College of Chemistry and Molecular Sciences, Wuhan University, Wuhan, 430072, China.
State Key Laboratory of Food Science and Technology, Nanchang University, Nanchang, 330047, China.
Carbohydr Polym. 2019 Mar 1;207:371-381. doi: 10.1016/j.carbpol.2018.11.087. Epub 2018 Nov 27.

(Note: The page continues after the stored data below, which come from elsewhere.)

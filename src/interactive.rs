use crate::config::{ChopConfig, INTERACTIVE_SILENCE_THRESH_DB};
use crate::pipeline::list_wav_files;
use console::style;
use dialoguer::{Confirm, Input};
use std::path::PathBuf;

/// Parameters collected by the wizard.
pub struct InteractiveResult {
    pub input_dir: PathBuf,
    pub output_dir: PathBuf,
    pub config: ChopConfig,
}

/// Collect splitting parameters through prompts instead of flags.
///
/// Same pipeline as the flag-driven CLI; only the silence threshold default
/// differs (-60 dBFS, tuned for quiet home recordings).
pub fn run_interactive_wizard() -> anyhow::Result<InteractiveResult> {
    print_header();

    let input_dir = select_input_dir()?;
    let output_dir = select_output_dir()?;
    let config = collect_config()?;

    print_settings(&input_dir, &output_dir, &config);

    if !Confirm::new()
        .with_prompt("Proceed with these settings?")
        .default(true)
        .interact()?
    {
        anyhow::bail!("Cancelled by user");
    }

    println!();

    Ok(InteractiveResult {
        input_dir,
        output_dir,
        config,
    })
}

fn print_header() {
    println!();
    println!(
        "{}",
        style("╔═══════════════════════════════════════════════════╗").cyan()
    );
    println!(
        "{}",
        style("║         wavchop - pause-aware WAV splitter        ║").cyan()
    );
    println!(
        "{}",
        style("╚═══════════════════════════════════════════════════╝").cyan()
    );
    println!();
}

fn select_input_dir() -> anyhow::Result<PathBuf> {
    loop {
        let path: String = Input::new()
            .with_prompt("Input directory")
            .default(".".to_string())
            .interact_text()?;
        let dir = PathBuf::from(path);

        match list_wav_files(&dir) {
            Ok(files) if files.is_empty() => {
                println!(
                    "{} No WAV files in {}",
                    style("!").yellow(),
                    dir.display()
                );
            }
            Ok(files) => {
                println!(
                    "{} Found {} WAV file(s)",
                    style("✓").green(),
                    files.len()
                );
                return Ok(dir);
            }
            Err(e) => {
                println!("{} {}", style("!").yellow(), e);
            }
        }
    }
}

fn select_output_dir() -> anyhow::Result<PathBuf> {
    let path: String = Input::new()
        .with_prompt("Output directory")
        .default("chunks".to_string())
        .interact_text()?;
    Ok(PathBuf::from(path))
}

fn collect_config() -> anyhow::Result<ChopConfig> {
    let mut config = ChopConfig {
        silence_thresh: INTERACTIVE_SILENCE_THRESH_DB,
        ..ChopConfig::load().unwrap_or_default()
    };

    if !Confirm::new()
        .with_prompt("Customize splitting parameters?")
        .default(false)
        .interact()?
    {
        return Ok(config);
    }

    config.min_silence_len = Input::new()
        .with_prompt("Minimum silence length (ms)")
        .default(config.min_silence_len)
        .interact_text()?;

    config.silence_thresh = Input::new()
        .with_prompt("Silence threshold (dBFS)")
        .default(config.silence_thresh)
        .interact_text()?;

    config.min_sec = Input::new()
        .with_prompt("Minimum chunk duration (s)")
        .default(config.min_sec)
        .interact_text()?;

    config.max_sec = Input::new()
        .with_prompt("Maximum chunk duration (s)")
        .default(config.max_sec)
        .interact_text()?;

    config.fade_ms = Input::new()
        .with_prompt("Fade at cut boundaries (ms)")
        .default(config.fade_ms)
        .interact_text()?;

    config.gap_ms = Input::new()
        .with_prompt("Silence gap between merged segments (ms)")
        .default(config.gap_ms)
        .interact_text()?;

    if !Confirm::new()
        .with_prompt("Use all CPU cores?")
        .default(true)
        .interact()?
    {
        let workers: usize = Input::new().with_prompt("Worker count").interact_text()?;
        config.workers = Some(workers);
    }

    Ok(config)
}

fn print_settings(input_dir: &PathBuf, output_dir: &PathBuf, config: &ChopConfig) {
    println!("\n{}", style("═══ Summary ═══").bold());
    println!("  Input:      {}", style(input_dir.display()).cyan());
    println!("  Output:     {}", style(output_dir.display()).cyan());
    println!(
        "  Silence:    {} dBFS over {} ms",
        config.silence_thresh, config.min_silence_len
    );
    println!(
        "  Chunks:     {}-{} s (pad to {} s)",
        config.min_sec, config.max_sec, config.ideal_pad_sec
    );
    println!(
        "  Boundaries: {} ms fade, {} ms gap",
        config.fade_ms, config.gap_ms
    );
    match config.workers {
        Some(n) => println!("  Workers:    {n}"),
        None => println!("  Workers:    all CPUs"),
    }
    println!();
}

Most of the reported yeast polysaccharides are a mixture of chitin, β-glucan and mannoprotein, leading to different biological activities. Herein, we report the structures and the anti-inflammation of the purified baker's yeast polysaccharides (BBG1-BBG4). Experimental data indicated that BBG1 was a highly branched β-(1,6)-glucan linked to mannoprotein; BBG2 was a linear β-(1,3)-glucan; BBG3 and BBG4 were mixtures of a β-(1,6)-branched β-(1,3)-glucan and a linear β-(1,3)-glucan. Of these, BBG1 exhibited stronger inhibition of pro-inflammatory mediators of NO/iNOS, IL-6, IL-1β, etc. at protein and/or mRNA levels in LPS-stimulated RAW264.7 cells through inhibiting MAPK signalling pathways. Orally administered BBG1 and BBG2 significantly decreased the pro-inflammatory mediators of IL-6, iNOS and IL-1β at protein and/or mRNA levels, as well as colonic mucosal damage and macrophages infiltration in DSS-induced colitis mice. All these findings suggest that yeast polysaccharides have potentials as anti-inflammatory drugs or adjuvants in the intestinal inflammation therapy.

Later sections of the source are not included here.